Atina'ya olan yolculuğu esnasında, Hera'nın gönderdiği dev bir at sineği tarafından korkup dağılan hayvanları toplamak için bir yıl daha vakit harcayan Herakles, yine Hera tarafından yol üzerinde suları yükseltilmiş olan bir nehri aşmak için de, nehrin bir kısmını taşlar ile doldurarak sığ bir alan oluşturur ve sığırların bu kısımdan geçmesini mümkün kılar.
Uzun uğraşlar sonunda sürüyü Atina'ya ulaştıran Herakles, sığırları Eurystheus'e teslim eder. Eurystheus ise hayvanların tümünü Hera'ya adak olarak kurban eder.
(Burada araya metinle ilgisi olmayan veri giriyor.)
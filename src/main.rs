use std::time::Duration;

use anyhow::{Context, Result};
use clap::{Args, Parser, Subcommand};
use tokio_util::sync::CancellationToken;
use tracing::{info, warn, Level};
use tracing_subscriber::filter::LevelFilter;
use tracing_subscriber::EnvFilter;

use newsynth::config::{
    DEFAULT_CHROMA_URL, DEFAULT_EMBEDDING_MODEL, DEFAULT_NEWS_API_URL, DEFAULT_OLLAMA_URL,
    DEFAULT_STORAGE_API_URL,
};
use newsynth::inspect::{collection_stats, count_items};
use newsynth::{
    DateWindow, EndpointConfig, Feature, Indexer, Orchestrator, PipelineClients, RunConfig,
};

#[derive(Parser)]
#[command(name = "newsynth")]
#[command(author, version, about = "Synthetic news description generation (RAG and NO-RAG)", long_about = None)]
struct Cli {
    #[command(flatten)]
    endpoints: EndpointArgs,

    /// Verbose output
    #[arg(short, long, global = true)]
    verbose: bool,

    #[command(subcommand)]
    command: Commands,
}

#[derive(Args)]
struct EndpointArgs {
    /// Article store API base URL
    #[arg(long, env = "NEWS_API_URL", default_value = DEFAULT_NEWS_API_URL, global = true)]
    news_api_url: String,

    /// Vector index (Chroma) base URL
    #[arg(long, env = "CHROMA_URL", default_value = DEFAULT_CHROMA_URL, global = true)]
    chroma_url: String,

    /// Ollama base URL for generation and embeddings
    #[arg(long, env = "OLLAMA_URL", default_value = DEFAULT_OLLAMA_URL, global = true)]
    ollama_url: String,

    /// Synthetic document storage API base URL
    #[arg(long, env = "STORAGE_API_URL", default_value = DEFAULT_STORAGE_API_URL, global = true)]
    storage_api_url: String,

    /// Embedding model for headlines and indexed descriptions.
    ///
    /// Queries only match collections indexed with the same model; collections
    /// built with a different embedder must be re-indexed with `index`.
    #[arg(long, env = "EMBEDDING_MODEL", default_value = DEFAULT_EMBEDDING_MODEL, global = true)]
    embedding_model: String,

    /// Timeout for any single HTTP call, in seconds
    #[arg(long, env = "REQUEST_TIMEOUT_SECS", default_value = "300", global = true)]
    request_timeout_secs: u64,
}

impl EndpointArgs {
    fn into_config(self) -> EndpointConfig {
        EndpointConfig {
            news_api_url: self.news_api_url,
            chroma_url: self.chroma_url,
            ollama_url: self.ollama_url,
            storage_api_url: self.storage_api_url,
            embedding_model: self.embedding_model,
            request_timeout: Duration::from_secs(self.request_timeout_secs),
        }
    }
}

#[derive(Args)]
struct WindowArgs {
    /// First day to process (dd-mm-yyyy)
    #[arg(long)]
    start_date: String,

    /// Last day to process, inclusive (dd-mm-yyyy)
    #[arg(long)]
    end_date: String,

    /// Daily start hour
    #[arg(long, default_value = "0")]
    start_hour: u32,

    /// Daily end hour
    #[arg(long, default_value = "23")]
    end_hour: u32,
}

impl WindowArgs {
    fn window(&self) -> Result<DateWindow> {
        let window = DateWindow::parse(&self.start_date, &self.end_date)
            .context("Invalid date window")?;
        DateWindow::with_hours(window.start, window.end, self.start_hour, self.end_hour)
            .context("Invalid hour span")
    }
}

#[derive(Subcommand)]
enum Commands {
    /// Generate RAG and NO-RAG synthetic descriptions for every source
    Generate {
        #[command(flatten)]
        window: WindowArgs,

        /// Prefix of the backend model names
        #[arg(long, default_value = "QWEN_7B_")]
        model_prefix: String,

        /// Numeric LLM identifier stored with each document
        #[arg(long, default_value = "2")]
        llm_id: u32,

        /// Feature identifiers to run in parallel
        #[arg(long, value_delimiter = ',', default_value = "1,2,3")]
        features: Vec<u32>,

        /// Restrict the run to these sources instead of the full catalogue
        #[arg(long, value_delimiter = ',')]
        source: Vec<String>,

        /// Context documents retrieved per headline
        #[arg(long, default_value = "10")]
        top_k: usize,
    },

    /// Populate the per-source vector collections from the article store
    Index {
        #[command(flatten)]
        window: WindowArgs,

        /// Restrict indexing to these sources
        #[arg(long, value_delimiter = ',')]
        source: Vec<String>,
    },

    /// List vector collections and their document counts
    Collections,

    /// Count stored articles per source over a window
    Count {
        #[command(flatten)]
        window: WindowArgs,

        /// Restrict counting to these sources
        #[arg(long, value_delimiter = ',')]
        source: Vec<String>,
    },
}

#[tokio::main]
async fn main() -> Result<()> {
    let cli = Cli::parse();
    setup_logging(cli.verbose);

    let config = cli.endpoints.into_config();
    let clients = PipelineClients::from_config(&config).context("Failed to build HTTP client")?;

    match cli.command {
        Commands::Generate {
            window,
            model_prefix,
            llm_id,
            features,
            source,
            top_k,
        } => {
            let run = RunConfig {
                model_prefix,
                llm_id,
                top_k,
            };
            let features = features.into_iter().map(Feature).collect();
            generate(clients, run, features, window.window()?, source).await
        }
        Commands::Index { window, source } => index(clients, window.window()?, source).await,
        Commands::Collections => show_collections(clients).await,
        Commands::Count { window, source } => count(clients, window.window()?, source).await,
    }
}

fn setup_logging(verbose: bool) {
    let level = if verbose { Level::DEBUG } else { Level::INFO };
    let filter = EnvFilter::builder()
        .with_default_directive(LevelFilter::from_level(level).into())
        .from_env_lossy();
    tracing_subscriber::fmt().with_env_filter(filter).init();
}

/// Explicit sources, or the full catalogue when none were given
async fn resolve_sources(clients: &PipelineClients, explicit: Vec<String>) -> Result<Vec<String>> {
    if !explicit.is_empty() {
        return Ok(explicit);
    }
    clients
        .articles
        .list_sources()
        .await
        .context("Failed to list sources from the article store")
}

/// Cancel `token` on Ctrl-C
fn cancel_on_ctrl_c(token: CancellationToken) {
    tokio::spawn(async move {
        if tokio::signal::ctrl_c().await.is_ok() {
            warn!("Interrupt received, finishing current articles");
            token.cancel();
        }
    });
}

async fn generate(
    clients: PipelineClients,
    run: RunConfig,
    features: Vec<Feature>,
    window: DateWindow,
    sources: Vec<String>,
) -> Result<()> {
    let sources = resolve_sources(&clients, sources).await?;
    info!(
        "Generating for {} sources, {} days, features {:?}",
        sources.len(),
        window.day_count(),
        features.iter().map(|f| f.0).collect::<Vec<_>>()
    );

    let orchestrator = Orchestrator::new(clients, run, features, window);
    cancel_on_ctrl_c(orchestrator.cancellation_token());

    let summary = orchestrator.run_sources(&sources).await;
    let stats = summary.stats;

    println!("Generation Summary");
    println!("==================");
    println!("Sources processed: {}", summary.sources_processed);
    for task in &summary.tasks {
        println!(
            "{} / feature {}: {} processed, {} skipped, {} failed days",
            task.source,
            task.feature,
            task.articles_processed,
            task.articles_skipped,
            task.days_failed
        );
    }
    println!();
    println!("Errors: {}", stats.errors);
    println!(
        "RAG documents: {} attempted, {} stored",
        stats.rag_generated, stats.rag_persisted
    );
    println!(
        "NO-RAG documents: {} attempted, {} stored",
        stats.no_rag_generated, stats.no_rag_persisted
    );
    if summary.cancelled {
        println!("Run was cancelled before completion");
    }

    Ok(())
}

async fn index(clients: PipelineClients, window: DateWindow, sources: Vec<String>) -> Result<()> {
    let sources = resolve_sources(&clients, sources).await?;
    let indexer = Indexer::new(clients);

    for source in &sources {
        match indexer.index_source(source, &window).await {
            Ok(report) => println!(
                "{}: {} articles seen, {} added, {} duplicates, {} failed days",
                report.source,
                report.articles_seen,
                report.added,
                report.duplicates,
                report.failed_days
            ),
            Err(e) => warn!(source = %source, "indexing skipped: {:#}", e),
        }
    }
    Ok(())
}

async fn show_collections(clients: PipelineClients) -> Result<()> {
    let beat = clients
        .chroma
        .heartbeat()
        .await
        .context("Vector index is not reachable")?;
    info!("Heartbeat: {}", beat);

    let stats = collection_stats(&clients.chroma).await?;
    if stats.is_empty() {
        println!("No collections found");
        return Ok(());
    }

    println!("Collections ({})", stats.len());
    println!("-----------");
    for stat in &stats {
        let docs = stat
            .documents
            .map(|n| n.to_string())
            .unwrap_or_else(|| "?".to_string());
        println!("{} [{}]: {} documents", stat.collection.name, stat.collection.id, docs);
    }
    Ok(())
}

async fn count(clients: PipelineClients, window: DateWindow, sources: Vec<String>) -> Result<()> {
    let sources = resolve_sources(&clients, sources).await?;
    let counts = count_items(&clients.articles, &sources, &window).await;

    println!("Item Counts");
    println!("===========");
    for entry in &counts {
        if entry.failed_days > 0 {
            println!(
                "{}: {} items ({} days unreadable)",
                entry.source, entry.total_items, entry.failed_days
            );
        } else {
            println!("{}: {} items", entry.source, entry.total_items);
        }
    }
    Ok(())
}
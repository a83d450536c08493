use reqwest::{Response, StatusCode};
use thiserror::Error;

/// Failure talking to one of the external HTTP services
#[derive(Debug, Error)]
pub enum ClientError {
    #[error("request to {url} failed: {source}")]
    Transport {
        url: String,
        #[source]
        source: reqwest::Error,
    },

    #[error("{url} returned {status}: {body}")]
    Status {
        url: String,
        status: StatusCode,
        body: String,
    },

    #[error("could not decode response from {url}: {message}")]
    Decode { url: String, message: String },
}

impl ClientError {
    pub(crate) fn transport(url: &str, source: reqwest::Error) -> Self {
        Self::Transport {
            url: url.to_string(),
            source,
        }
    }

    pub(crate) fn decode(url: &str, message: impl ToString) -> Self {
        Self::Decode {
            url: url.to_string(),
            message: message.to_string(),
        }
    }
}

/// Turn a non-2xx response into `ClientError::Status`, keeping the body for logs
pub(crate) async fn ensure_success(url: &str, response: Response) -> Result<Response, ClientError> {
    let status = response.status();
    if status.is_success() {
        return Ok(response);
    }
    let body = response.text().await.unwrap_or_default();
    Err(ClientError::Status {
        url: url.to_string(),
        status,
        body,
    })
}

/// Decode a JSON body, mapping failures to `ClientError::Decode`
pub(crate) async fn decode_json<T: serde::de::DeserializeOwned>(
    url: &str,
    response: Response,
) -> Result<T, ClientError> {
    response
        .json::<T>()
        .await
        .map_err(|e| ClientError::decode(url, e))
}
use crate::io::{PublishOutcome, StorageClient};
use crate::models::{RunStatistics, SyntheticDocument};

/// Publish one document and account for it.
///
/// A completed call counts as generated whatever the status; only a 201
/// counts as persisted. Unreachable storage counts as neither.
pub async fn publish_document(
    storage: &StorageClient,
    stats: &RunStatistics,
    source: &str,
    document: &SyntheticDocument,
) -> PublishOutcome {
    let outcome = storage.publish(source, document).await;
    if outcome.completed() {
        stats.record_publish(document.rag, outcome.is_created());
    }
    outcome
}

#[cfg(test)]
mod tests {
    use super::*;
    use crate::models::Feature;
    use reqwest::Client;
    use wiremock::matchers::method;
    use wiremock::{Mock, MockServer, ResponseTemplate};

    #[tokio::test]
    async fn test_rejected_publish_still_counts_as_generated() {
        let server = MockServer::start().await;
        Mock::given(method("POST"))
            .respond_with(ResponseTemplate::new(500))
            .mount(&server)
            .await;

        let storage = StorageClient::new(Client::new(), server.uri());
        let stats = RunStatistics::new();
        let doc = SyntheticDocument::rag("n1", Feature(1), 2, "d".to_string(), vec![]);

        let outcome = publish_document(&storage, &stats, "ABC", &doc).await;

        assert!(!outcome.is_created());
        let snap = stats.snapshot();
        assert_eq!(snap.rag_generated, 1);
        assert_eq!(snap.rag_persisted, 0);
    }

    #[tokio::test]
    async fn test_unreachable_publish_is_not_counted() {
        let storage = StorageClient::new(Client::new(), "http://127.0.0.1:9");
        let stats = RunStatistics::new();
        let doc = SyntheticDocument::no_rag("n1", Feature(1), 2, "d".to_string());

        publish_document(&storage, &stats, "ABC", &doc).await;

        assert_eq!(stats.snapshot().no_rag_generated, 0);
    }
}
11) Hesperidlerin Altın Elmaları
Kendisine verilen on görevi sekiz yıl gibi bir sürede bitiren Herakles’in ikinci ve beşinci görevini saymayan Eurystheus, ona iki görev daha verir. Herakles’in on birinci görevi ise, Hera’nın kutsal bahçesinde bulunan altın elma ağacından bir meyveyi getirmektir. Bu bahçe Atlas Dağı’nın altında bulunur ve Atlas’a ait binlerce at burada dinlenirdi. Atlas’ın kızları yani Hesperidlerin, bahçeye girip elmaları çalması yüzünden Hera bu ağaçları koruması için korkunç bir canavar olan Ladon’u görevlendirir. Ayrıca Atlas da bahçeyi sahiplenir ve onları korumayı kendine görev bilirdi.
Herakles yolculuğu sırasında ak saçlı yaşlı Deniz Tanrısı Nereus’u bulur ve altın elmalara nasıl ulaşacağını sorar. Bu bilgiyi almak için şekil değiştirmekte çok usta olan Nereus’u sıkıca yakalayan Herakles, tanrının geçirdiği birçok değişikliğe rağmen ona sarılmayı bırakmaz. Sonunda Nereus, Herakles’e elmaları kendi eliyle toplamamasını, Atlas’a toplatması gerektiğini tembihler.
Herakles bahçeye ulaşır ulaşmaz Atlas’ın yanına gider ve Eurystheus’a götürmek için elmaları kendisi yerine toplamasını ister. Atlas’ın görevi gök kubbeyi taşımak olduğundan birkaç saatlik rahatlama için yapamayacağı şey yoktur. Gök kubbeyi Herakles’e devreder ve elmaları toplamaya gider. Ne var ki elmayla dönen Atlas’a özgürlük çok cazip gelir ve elmaları Eurystheus’a kendi götürmek istediğini söyler. Herakles ise kurnazca davranak bu isteği kabul etmiş gibi davranır fakat başının altına bir destek almak için Atlas’tan yükü kısa bir süreliğine tutmasını ister. Herakles’e inanan Atlas elmaları yere bırakır ve gök kubbeyi tekrar omuzlar. Bunu fırsat bilen Herakles ise elmaları yerden alarak hemen oradan uzaklaşır.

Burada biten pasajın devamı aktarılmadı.